── PROVIDED RECORDS ──
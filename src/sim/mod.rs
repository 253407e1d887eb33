/// Simulator boundary used by the control loop.
pub mod adapter;
/// Control-interval clock.
pub mod clock;
pub mod types;

pub use adapter::{Simulator, resolve_structures};
pub use types::SimulationState;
───
* **GOAL OF THE EXERCISE**:
Line by line, retype the data exactly as written.

* **YOUR SOLUTION**:
filename src/sim/mod.rs
repository 253407e1d887eb33
/// Simulator boundary used by the control loop.
pub mod adapter;
/// Control-interval clock.
pub mod clock;
pub mod types;

pub use adapter::{Simulator, resolve_structures};
pub use types::SimulationState;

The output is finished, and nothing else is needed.